◆ Your goal:
Within the records, find every line that includes the word "CollectingReporter" and copy it.

[Stored data]
=== Section Start ===

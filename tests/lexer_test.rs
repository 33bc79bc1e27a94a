use proptest::prelude::*;

use siever::diagnostic::{CollectingReporter, Diagnostic};
use siever::lexer::{
    formatter::{BasicFormatter, ToFormatter, TokenFormatter},
    scan, Lexer, LexicalErrorKind, Literal, Token, TokenKind, KEYWORD_HASHMAP,
};

fn check(input: &str, expected: &str, test_name: &str) {
    let mut scanner = Lexer::new(input);
    let formatter: BasicFormatter = scanner.create_formatter();
    let mut lines = Vec::new();
    loop {
        match scanner.next_token() {
            Ok(token) => {
                lines.push(formatter.format(&token));
                if matches!(token.kind, TokenKind::Eof) {
                    break;
                }
            }
            Err(error) => {
                lines.push(formatter.format_lexical_error(&error));
            }
        }
    }

    assert_eq!(lines.join("\n"), expected, "Failed the test {test_name}");
}

fn kinds(tokens: &[Token]) -> Vec<TokenKind> {
    tokens.iter().map(|t| t.kind).collect()
}

#[test]
fn smoke_test() {
    check("", "EOF  null", "smoke");
}

#[test]
fn test_single_character_tokens() {
    check(
        "(){};,+-*.",
        "LEFT_PAREN ( null\n\
         RIGHT_PAREN ) null\n\
         LEFT_BRACE { null\n\
         RIGHT_BRACE } null\n\
         SEMICOLON ; null\n\
         COMMA , null\n\
         PLUS + null\n\
         MINUS - null\n\
         STAR * null\n\
         DOT . null\n\
         EOF  null",
        "single_character",
    );
}

#[test]
fn test_one_or_two_character_tokens() {
    check(
        "! != = == < <= > >= /",
        "BANG ! null\n\
         BANG_EQUAL != null\n\
         EQUAL = null\n\
         EQUAL_EQUAL == null\n\
         LESS < null\n\
         LESS_EQUAL <= null\n\
         GREATER > null\n\
         GREATER_EQUAL >= null\n\
         SLASH / null\n\
         EOF  null",
        "one_or_two_character",
    );
}

#[test]
fn test_two_character_operators_are_greedy() {
    check(
        "!===<=>",
        "BANG_EQUAL != null\n\
         EQUAL_EQUAL == null\n\
         LESS_EQUAL <= null\n\
         GREATER > null\n\
         EOF  null",
        "greedy_operators",
    );
}

#[test]
fn test_ternary_punctuation() {
    check(
        "a ? b : c",
        "IDENTIFIER a null\n\
         QUESTION ? null\n\
         IDENTIFIER b null\n\
         COLON : null\n\
         IDENTIFIER c null\n\
         EOF  null",
        "ternary",
    );
}

#[test]
fn test_numbers() {
    check(
        "123 45.67 8. .5",
        "NUMBER 123 123.0\n\
         NUMBER 45.67 45.67\n\
         NUMBER 8 8.0\n\
         DOT . null\n\
         DOT . null\n\
         NUMBER 5 5.0\n\
         EOF  null",
        "numbers",
    );
}

#[test]
fn test_strings() {
    check(
        "\"hello world\" \"\"",
        "STRING \"hello world\" hello world\n\
         STRING \"\" \n\
         EOF  null",
        "strings",
    );
}

#[test]
fn test_unterminated_string() {
    check(
        "+ \"abc",
        "PLUS + null\n\
         [line 1] Error: Unterminated string.\n\
         EOF  null",
        "unterminated_string",
    );
}

#[test]
fn test_identifiers_and_keywords() {
    check(
        "and class else false for fun if nil or print return super this true var while",
        "AND and null\n\
         CLASS class null\n\
         ELSE else null\n\
         FALSE false null\n\
         FOR for null\n\
         FUN fun null\n\
         IF if null\n\
         NIL nil null\n\
         OR or null\n\
         PRINT print null\n\
         RETURN return null\n\
         SUPER super null\n\
         THIS this null\n\
         TRUE true null\n\
         VAR var null\n\
         WHILE while null\n\
         EOF  null",
        "keywords",
    );
    check(
        "_foo bar1 And orchid",
        "IDENTIFIER _foo null\n\
         IDENTIFIER bar1 null\n\
         IDENTIFIER And null\n\
         IDENTIFIER orchid null\n\
         EOF  null",
        "identifiers",
    );
}

#[test]
fn test_unrecognized_characters_do_not_stop_scanning() {
    check(
        "a @ b #",
        "IDENTIFIER a null\n\
         [line 1] Error: Unexpected character '@'.\n\
         IDENTIFIER b null\n\
         [line 1] Error: Unexpected character '#'.\n\
         EOF  null",
        "unrecognized",
    );
}

#[test]
fn test_comments() {
    check(
        "// line comment\n+ /* block\n comment */ -",
        "PLUS + null\n\
         MINUS - null\n\
         EOF  null",
        "comments",
    );
    // The first `*/` closes the comment.
    check(
        "/* a /* b */ c */",
        "IDENTIFIER c null\n\
         STAR * null\n\
         SLASH / null\n\
         EOF  null",
        "non_nesting_comments",
    );
}

#[test]
fn test_unterminated_block_comment() {
    check(
        "1 /* never closed\n",
        "NUMBER 1 1.0\n\
         [line 2] Error: Unterminated multiline comment.\n\
         EOF  null",
        "unterminated_comment",
    );
}

#[test]
fn test_line_numbers() {
    let mut reporter = CollectingReporter::new();
    let tokens = scan(
        "a\n// comment\n/* one\ntwo */ b\n\"multi\nline\" c",
        &mut reporter,
    );
    assert!(reporter.diagnostics().is_empty());

    let lines: Vec<u32> = tokens.iter().map(|t| t.line).collect();
    assert_eq!(lines, vec![1, 4, 6, 6, 6]);
    assert_eq!(
        tokens[2].literal,
        Some(Literal::String("multi\nline".into()))
    );
}

#[test]
fn test_scan_reports_every_error() {
    let mut reporter = CollectingReporter::new();
    let tokens = scan("@\n1 #\n\"open", &mut reporter);

    assert_eq!(
        kinds(&tokens),
        vec![TokenKind::NumericLiteral, TokenKind::Eof]
    );
    assert_eq!(
        reporter.diagnostics(),
        &[
            Diagnostic::Lexical {
                line: 1,
                message: "Unexpected character '@'.".into()
            },
            Diagnostic::Lexical {
                line: 2,
                message: "Unexpected character '#'.".into()
            },
            Diagnostic::Lexical {
                line: 3,
                message: "Unterminated string.".into()
            },
        ]
    );
    assert!(reporter.had_lexical_error());
    assert!(!reporter.had_runtime_error());
}

#[test]
fn test_scan_all_separates_errors() {
    let output = Lexer::new("1 $ 2").scan_all();
    assert_eq!(output.tokens.len(), 3);
    assert_eq!(output.errors.len(), 1);
    assert_eq!(output.errors[0].kind, LexicalErrorKind::Unrecognized('$'));
    assert_eq!(output.errors[0].span.range(), 2..3);
}

#[test]
fn test_eof_token_shape() {
    let tokens = Lexer::new("x\n\n").scan_all().tokens;
    let eof = tokens.last().expect("There is always an EOF token.");
    assert_eq!(eof.kind, TokenKind::Eof);
    assert_eq!(eof.lexeme, "");
    assert_eq!(eof.literal, None);
    assert_eq!(eof.line, 3);
}

#[test]
fn test_lexer_keeps_yielding_eof() {
    let mut scanner = Lexer::new("");
    for _ in 0..3 {
        let token = scanner.next_token().expect("EOF is not an error.");
        assert_eq!(token.kind, TokenKind::Eof);
    }
}

#[test]
fn test_lexemes_and_spans() {
    let scanner = Lexer::new("foo >= \"s\"");
    let tokens = scanner.clone().scan_all().tokens;
    assert_eq!(tokens[0].lexeme, "foo");
    assert_eq!(tokens[1].lexeme, ">=");
    assert_eq!(tokens[2].lexeme, "\"s\"");
    assert_eq!(scanner.get_lexeme(&tokens[1].span), Some(">="));
}

// Property-based tests

fn symbol_strategy() -> impl Strategy<Value = String> {
    prop_oneof![
        Just("(".to_string()),
        Just(")".to_string()),
        Just("{".to_string()),
        Just("}".to_string()),
        Just(",".to_string()),
        Just(".".to_string()),
        Just("-".to_string()),
        Just("+".to_string()),
        Just(";".to_string()),
        Just("*".to_string()),
        Just("?".to_string()),
        Just(":".to_string()),
        Just("!".to_string()),
        Just("!=".to_string()),
        Just("=".to_string()),
        Just("==".to_string()),
        Just("<".to_string()),
        Just("<=".to_string()),
        Just(">".to_string()),
        Just(">=".to_string()),
        Just("/".to_string()),
    ]
}

fn numeric_literal_strategy() -> impl Strategy<Value = String> {
    prop_oneof![
        "[0-9]{1,12}".prop_map(|s| s),              // Integer literals
        "[0-9]{1,12}\\.[0-9]{1,12}".prop_map(|s| s)  // Decimal literals
    ]
}

fn string_literal_strategy() -> impl Strategy<Value = String> {
    "[^\"]*".prop_map(|s: String| format!("\"{}\"", s))
}

fn identifier_strategy() -> impl Strategy<Value = String> {
    "[a-zA-Z_][a-zA-Z0-9_]*"
        .prop_filter("Keywords are not identifiers", |s| {
            !KEYWORD_HASHMAP.contains_key(s.as_str())
        })
        .prop_map(|s: String| s)
}

fn keyword_strategy() -> impl Strategy<Value = String> {
    prop::sample::select(KEYWORD_HASHMAP.keys().map(|k| k.to_string()).collect::<Vec<_>>())
}

fn comment_strategy() -> impl Strategy<Value = String> {
    prop_oneof![
        "[^\n]*".prop_map(|s: String| format!("//{}\n", s)),
        "[^*]*".prop_map(|s: String| format!("/*{}*/", s)),
    ]
}

fn token_sequence_with_comments_strategy() -> impl Strategy<Value = String> {
    const MIN_TOKEN_COUNT: usize = 1;
    const MAX_TOKEN_COUNT: usize = 100;
    prop::collection::vec(
        prop_oneof![
            symbol_strategy(),
            numeric_literal_strategy(),
            string_literal_strategy(),
            identifier_strategy(),
            keyword_strategy(),
            comment_strategy(),
        ],
        MIN_TOKEN_COUNT..MAX_TOKEN_COUNT,
    )
    .prop_map(|tokens| tokens.join(" "))
}

fn token_sequence_without_comments_strategy() -> impl Strategy<Value = Vec<String>> {
    const MIN_TOKEN_COUNT: usize = 1;
    const MAX_TOKEN_COUNT: usize = 100;
    prop::collection::vec(
        prop_oneof![
            symbol_strategy(),
            numeric_literal_strategy(),
            string_literal_strategy(),
            identifier_strategy(),
            keyword_strategy(),
        ],
        MIN_TOKEN_COUNT..MAX_TOKEN_COUNT,
    )
}

proptest! {
    #[test]
    fn lexer_handles_valid_tokens_without_comments(input in token_sequence_without_comments_strategy()) {
        // Add 1 to include EOF token
        let expected_num_tokens = input.len() + 1;
        let input = input.join(" ");
        let output = Lexer::new(&input).scan_all();
        prop_assert!(output.errors.is_empty());
        prop_assert_eq!(output.tokens.len(), expected_num_tokens);
    }

    #[test]
    fn lexer_handles_valid_tokens_with_comments(input in token_sequence_with_comments_strategy()) {
        let output = Lexer::new(&input).scan_all();
        prop_assert!(output.errors.is_empty());
    }

    #[test]
    fn scan_always_ends_with_a_single_eof(input in any::<String>()) {
        let mut reporter = CollectingReporter::new();
        let tokens = scan(&input, &mut reporter);
        prop_assert_eq!(tokens.last().map(|t| t.kind), Some(TokenKind::Eof));
        prop_assert_eq!(tokens.iter().filter(|t| t.kind == TokenKind::Eof).count(), 1);
    }

    #[test]
    fn number_literals_decode_to_their_value(input in numeric_literal_strategy()) {
        let tokens = Lexer::new(&input).scan_all().tokens;
        prop_assert_eq!(kinds(&tokens), vec![TokenKind::NumericLiteral, TokenKind::Eof]);
        let expected: f64 = input.parse().expect("Strategy only produces valid numbers.");
        prop_assert_eq!(&tokens[0].literal, &Some(Literal::Number(expected)));
        prop_assert_eq!(tokens[0].lexeme.as_str(), input.as_str());
    }

    #[test]
    fn trailing_dot_is_not_part_of_a_number(digits in "[0-9]{1,12}") {
        let input = format!("{digits}.");
        let tokens = Lexer::new(&input).scan_all().tokens;
        prop_assert_eq!(
            kinds(&tokens),
            vec![TokenKind::NumericLiteral, TokenKind::Dot, TokenKind::Eof]
        );
        prop_assert_eq!(tokens[0].lexeme.as_str(), digits.as_str());
    }

    #[test]
    fn keywords_are_never_identifiers(keyword in keyword_strategy()) {
        let tokens = Lexer::new(&keyword).scan_all().tokens;
        prop_assert_eq!(tokens.len(), 2);
        prop_assert_ne!(tokens[0].kind, TokenKind::Ident);
        prop_assert_eq!(Some(&tokens[0].kind), KEYWORD_HASHMAP.get(keyword.as_str()));
    }

    #[test]
    fn identifiers_are_not_keywords(ident in identifier_strategy()) {
        let tokens = Lexer::new(&ident).scan_all().tokens;
        prop_assert_eq!(kinds(&tokens), vec![TokenKind::Ident, TokenKind::Eof]);
    }
}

=== Section End ===

◆ Solved exercise:
use siever::diagnostic::{CollectingReporter, Diagnostic};
    let mut reporter = CollectingReporter::new();
    let mut reporter = CollectingReporter::new();
        let mut reporter = CollectingReporter::new();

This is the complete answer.